Entre tanto, Bathilda se sentía cada vez más inquieta, a medida que la noche avanzaba. Se encontraba en su habitación, a oscuras, para que nadie pudiese ver que rezaba de rodillas ante el crucifijo. Cuando se abrió la puerta del rellano, encontró a Buvat tan pálido y desencajado, que de momento pensó que le había dado algún mal de repente. En vano preguntaba a su tutor qué le ocurría; no le fue fácil hacer hablar al viejo; tal era el estado en que este se encontraba. La conmoción había pasado del cuerpo al espíritu; tenía tan trabada la lengua como temblorosas las piernas.

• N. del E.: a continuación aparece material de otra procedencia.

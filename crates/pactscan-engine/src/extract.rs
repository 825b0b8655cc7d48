//! Upload text extraction behind a trait, keyed on file extension.

use thiserror::Error;

#[derive(Error, Debug)]
pub enum ExtractError {
    #[error("unsupported file type: {0}")]
    Unsupported(String),
    #[error("file is not valid UTF-8 text")]
    InvalidEncoding,
    #[error("file contains no text")]
    Empty,
}

pub trait TextExtractor: Send + Sync {
    /// Pull plain text out of an uploaded file.
    fn extract(&self, bytes: &[u8], filename: &str) -> Result<String, ExtractError>;
}

/// Extractor for plain-text formats (`.txt`, `.md`). Rejects anything else
/// by extension rather than sniffing content.
pub struct PlainTextExtractor;

impl TextExtractor for PlainTextExtractor {
    fn extract(&self, bytes: &[u8], filename: &str) -> Result<String, ExtractError> {
        let extension = filename
            .rsplit_once('.')
            .map(|(_, ext)| ext.to_ascii_lowercase())
            .unwrap_or_default();
        if extension != "txt" && extension != "md" {
            return Err(ExtractError::Unsupported(extension));
        }
        let text = std::str::from_utf8(bytes).map_err(|_| ExtractError::InvalidEncoding)?;
        if text.trim().is_empty() {
            return Err(ExtractError::Empty);
        }
        Ok(text.to_string())
    }
}
//! Orchestration of contract analysis: rate gating, quota, detection,
//! generation, parsing, and persistence, plus follow-up chat.

pub mod chat;
pub mod error;
pub mod extract;

pub use chat::ChatAnswer;
pub use error::EngineError;
pub use extract::{ExtractError, PlainTextExtractor, TextExtractor};

use std::fmt;
use std::sync::Arc;
use std::time::Duration;

use chrono::Utc;
use pactscan_ai::{Generator, detect_contract_type, detect_language, prompt};
use pactscan_core::{
    AnalysisRecord, AnalysisRequest, Feedback, detect_language_heuristic,
    expiration_from_duration, parse_analysis,
};
use pactscan_store::{AnalysisStore, Cache, RateLimiter};
use tracing::{debug, info, warn};
use uuid::Uuid;

/// Lifetime of a staged upload. Matches the cached-record TTL.
const STAGING_TTL: Duration = Duration::from_secs(3600);

/// Pipeline stage, for log correlation only.
#[derive(Debug, Clone, Copy, PartialEq, Eq)]
enum Stage {
    Received,
    Detecting,
    Prompting,
    Generating,
    Parsing,
    Persisting,
    Done,
}

impl fmt::Display for Stage {
    fn fmt(&self, f: &mut fmt::Formatter<'_>) -> fmt::Result {
        let name = match self {
            Stage::Received => "received",
            Stage::Detecting => "detecting",
            Stage::Prompting => "prompting",
            Stage::Generating => "generating",
            Stage::Parsing => "parsing",
            Stage::Persisting => "persisting",
            Stage::Done => "done",
        };
        f.write_str(name)
    }
}

pub struct Engine {
    generator: Arc<dyn Generator>,
    analyses: Arc<AnalysisStore>,
    cache: Arc<dyn Cache>,
    limiter: RateLimiter,
}

impl Engine {
    pub fn new(
        generator: Arc<dyn Generator>,
        analyses: Arc<AnalysisStore>,
        cache: Arc<dyn Cache>,
        limiter: RateLimiter,
    ) -> Self {
        Self {
            generator,
            analyses,
            cache,
            limiter,
        }
    }

    /// Run the full pipeline for one document and persist the result.
    ///
    /// Quota is checked before the external call so a capped owner never
    /// spends generation time, and checked again atomically at insert so
    /// concurrent requests cannot overshoot. The parser cannot fail; a
    /// malformed completion yields a degraded record, not an error.
    pub async fn analyze(&self, request: AnalysisRequest) -> Result<AnalysisRecord, EngineError> {
        debug!(owner = %request.owner_id, tier = %request.tier.as_str(), stage = %Stage::Received, "analysis requested");
        if !self.limiter.check(&request.owner_id).await.allowed {
            return Err(EngineError::RateLimited);
        }
        if request.document_text.trim().is_empty() {
            return Err(EngineError::Validation("document text is required"));
        }
        let quota = request.tier.stored_quota();
        if let Some(max) = quota
            && self.analyses.count_by_owner(&request.owner_id).await? >= max
        {
            return Err(EngineError::QuotaExceeded(max));
        }

        let staging_key = self.stage_upload(&request.owner_id, &request.document_text).await;
        let result = self.analyze_staged(request, quota).await;
        self.release_upload(&staging_key).await;
        result
    }

    async fn analyze_staged(
        &self,
        request: AnalysisRequest,
        quota: Option<usize>,
    ) -> Result<AnalysisRecord, EngineError> {
        debug!(stage = %Stage::Detecting, "detecting language and contract type");
        let language = match &request.language_hint {
            Some(hint) if !hint.trim().is_empty() => hint.trim().to_lowercase(),
            _ => match detect_language(self.generator.as_ref(), &request.document_text).await {
                Ok(code) => code,
                Err(e) => {
                    warn!(error = %e, "language detection failed, using heuristic");
                    detect_language_heuristic(&request.document_text).to_string()
                }
            },
        };
        let contract_type = if request.contract_type.trim().is_empty() {
            detect_contract_type(self.generator.as_ref(), &request.document_text).await?
        } else {
            request.contract_type.trim().to_string()
        };

        debug!(stage = %Stage::Prompting, %language, %contract_type, "building prompt");
        let prompt_text = prompt::analysis_prompt(
            &request.document_text,
            request.tier,
            &contract_type,
            &language,
        );

        debug!(stage = %Stage::Generating, "calling generator");
        let raw = self.generator.generate(&prompt_text).await?;

        debug!(stage = %Stage::Parsing, completion_chars = raw.len(), "parsing completion");
        let outcome = parse_analysis(&raw, request.tier);
        if outcome.degraded {
            warn!(owner = %request.owner_id, "completion was malformed, analysis stored degraded");
        }

        debug!(stage = %Stage::Persisting, "persisting analysis");
        let expiration_date = if request.tier.supports_levels() {
            expiration_from_duration(&outcome.contract_duration, Utc::now())
        } else {
            None
        };
        let record = AnalysisRecord {
            id: Uuid::new_v4(),
            owner_id: request.owner_id,
            project_id: request.project_id,
            contract_text: request.document_text,
            contract_type,
            language,
            tier: request.tier,
            outcome,
            expiration_date,
            feedback: None,
            created_at: Utc::now(),
        };
        self.analyses.create(record.clone(), quota).await?;
        info!(id = %record.id, owner = %record.owner_id, score = record.outcome.overall_score, stage = %Stage::Done, "analysis stored");
        Ok(record)
    }

    /// Extract text from an uploaded file, then run [`analyze`](Self::analyze).
    pub async fn analyze_upload(
        &self,
        extractor: &dyn TextExtractor,
        bytes: &[u8],
        filename: &str,
        mut request: AnalysisRequest,
    ) -> Result<AnalysisRecord, EngineError> {
        request.document_text = extractor.extract(bytes, filename)?;
        self.analyze(request).await
    }

    /// Classify a document without storing anything.
    pub async fn detect_type(&self, owner_id: &str, text: &str) -> Result<String, EngineError> {
        if !self.limiter.check(owner_id).await.allowed {
            return Err(EngineError::RateLimited);
        }
        if text.trim().is_empty() {
            return Err(EngineError::Validation("document text is required"));
        }
        let staging_key = self.stage_upload(owner_id, text).await;
        let result = detect_contract_type(self.generator.as_ref(), text).await;
        self.release_upload(&staging_key).await;
        Ok(result?)
    }

    /// Answer a follow-up question about a stored analysis.
    ///
    /// Ownership is re-checked against the durable store rather than the
    /// cache, since a stale cached copy must not grant access.
    pub async fn ask(
        &self,
        id: Uuid,
        owner_id: &str,
        question: &str,
    ) -> Result<ChatAnswer, EngineError> {
        let question = question.trim();
        if question.is_empty() {
            return Err(EngineError::Validation("a question is required"));
        }
        if !self.limiter.check(owner_id).await.allowed {
            return Err(EngineError::RateLimited);
        }
        let record = self.analyses.get_durable(id, owner_id).await?;
        let prompt_text =
            prompt::chat_prompt(&chat::chat_context(&record), &record.contract_text, question);
        let answer = self.generator.generate(&prompt_text).await?;
        Ok(chat::interpret_answer(answer, question))
    }

    pub async fn get(&self, id: Uuid, owner_id: &str) -> Result<AnalysisRecord, EngineError> {
        Ok(self.analyses.get(id, owner_id).await?)
    }

    pub async fn list(
        &self,
        owner_id: &str,
        project: Option<&str>,
    ) -> Result<Vec<AnalysisRecord>, EngineError> {
        Ok(self.analyses.list_by_owner(owner_id, project).await?)
    }

    pub async fn delete(&self, id: Uuid, owner_id: &str) -> Result<(), EngineError> {
        self.analyses.delete(id, owner_id).await?;
        info!(%id, owner = %owner_id, "analysis deleted");
        Ok(())
    }

    pub async fn attach_feedback(
        &self,
        id: Uuid,
        owner_id: &str,
        feedback: Feedback,
    ) -> Result<(), EngineError> {
        if !(1..=5).contains(&feedback.rating) {
            return Err(EngineError::Validation("rating must be between 1 and 5"));
        }
        Ok(self.analyses.attach_feedback(id, owner_id, feedback).await?)
    }

    /// Park the raw document in the cache for the pipeline's lifetime.
    /// Returns the key; the caller must release it on every exit path.
    async fn stage_upload(&self, owner_id: &str, text: &str) -> String {
        let key = format!("file:{}:{}", owner_id, Utc::now().timestamp_millis());
        if let Err(e) = self.cache.set(&key, text, STAGING_TTL).await {
            warn!(key = %key, error = %e, "failed to stage upload");
        }
        key
    }

    async fn release_upload(&self, key: &str) {
        if let Err(e) = self.cache.delete(key).await {
            warn!(key = %key, error = %e, "failed to release staged upload");
        }
    }
}
//! The betting state machine.
//!
//! Driven by a fixed-interval tick, the engine reconciles three
//! time-skewed sources: on-chain round state, the off-chain spot feed,
//! and its own conjecture about an unresolved round. It guarantees at
//! most one wager per round, applies each round's outcome exactly once,
//! and halts itself on risk-control trips.
//!
//! Sequential execution is the sole consistency mechanism: exactly one
//! tick is in flight at a time and operator commands are applied only
//! between ticks, so `BettingState` needs no locking.

use anyhow::Result;
use chrono::Utc;
use rust_decimal::Decimal;
use std::sync::Arc;
use tracing::{debug, info, warn};

use crate::chain::ChainGateway;
use crate::control::{self, Command};
use crate::feed::PriceFeed;
use crate::strategy::predictor::{Classification, RoundPredictor};
use crate::strategy::staking;
use crate::telegram::Notifier;
use crate::types::{
    AssumedOutcome, BettingState, Conjecture, HaltReason, Round, RoundPosition, Settings,
};

/// Standard wagering window: this close to the round lock (seconds).
const WAGER_WINDOW_MAX_SECS: i64 = 20;
/// Lower bound of the window; any later risks missing the lock.
const WAGER_WINDOW_MIN_SECS: i64 = 15;

/// The core betting engine. Owns `BettingState` exclusively.
pub struct BettingEngine<G, F> {
    gateway: G,
    feed: F,
    notifier: Arc<dyn Notifier>,
    settings: Settings,
    state: BettingState,
}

Cuando al fin se tranquilizó lo necesario para articular algunas palabras, comenzó a contar su aventura balbuceando: había sido asaltado por una banda de ladrones, cuyo lugarteniente, hombre feroz de más de seis pies de estatura, había querido matarlo; por fortuna apareció el capitán de la cuadrilla, y le salvó la vida. Bathilda le escuchaba sin perder una sola palabra, porque quería de veras a su tutor.
A pesar de lo peregrino que era aquel pensamiento, le asaltó la idea de que su gallardo vecino estaba relacionado con el episodio; preguntó a Buvat si había tenido tiempo de ver al joven capitán. Buvat respondió que le había visto cara a cara; se trataba de un apuesto joven de veinticinco a veintiséis años, iba tocado con un sombrero de anchas alas y se envolvía en una capa; además de la espada, llevaba un par de pistolas. Aquella relación era demasiado precisa como para poder sospechar que Buvat hubiera visto visiones.
Puesto que el reposo es remedio soberano contra todos los males, Bathilda animó a su tutor para que cuanto antes fuese a descansar; Buvat obedeció a la joven, encendió su vela y dándole un beso se retiró. La muchacha escuchó que daba dos vueltas al cerrojo.
Una vez que se quedó a solas, Bathilda, casi tan temblorosa como el pobre escribiente, se asomó a la ventana. En el cuarto de enfrente la cortina no estaba corrida. A través de los cristales vio aparecer a su vecino con una vela en la mano. Bathilda no se había equivocado; el hombre del sombrero chambergo y de la capa que había salido en defensa de Buvat era su joven admirador; bajo la capa llevaba un justillo de color oscuro y de su cinturón colgaban una espada y dos pistolas; no había duda. La muchacha sacudió la cabeza como para desechar unas sombrías ideas que la obsesionaban. Harmental se acercó a la ventana, la abrió y miró tan fijamente hacia la de la joven, que esta, olvidando que no podía ser vista, dio un paso hacia atrás y dejó caer la cortina.
Permaneció durante diez minutos sin moverse, con la mano apoyada en el corazón para calmar sus latidos; después, con mucho cuidado, separó una punta de la cortina: su vecino ya no estaba en la ventana; su sombra daba incesantes paseos de un lado a otro de la habitación.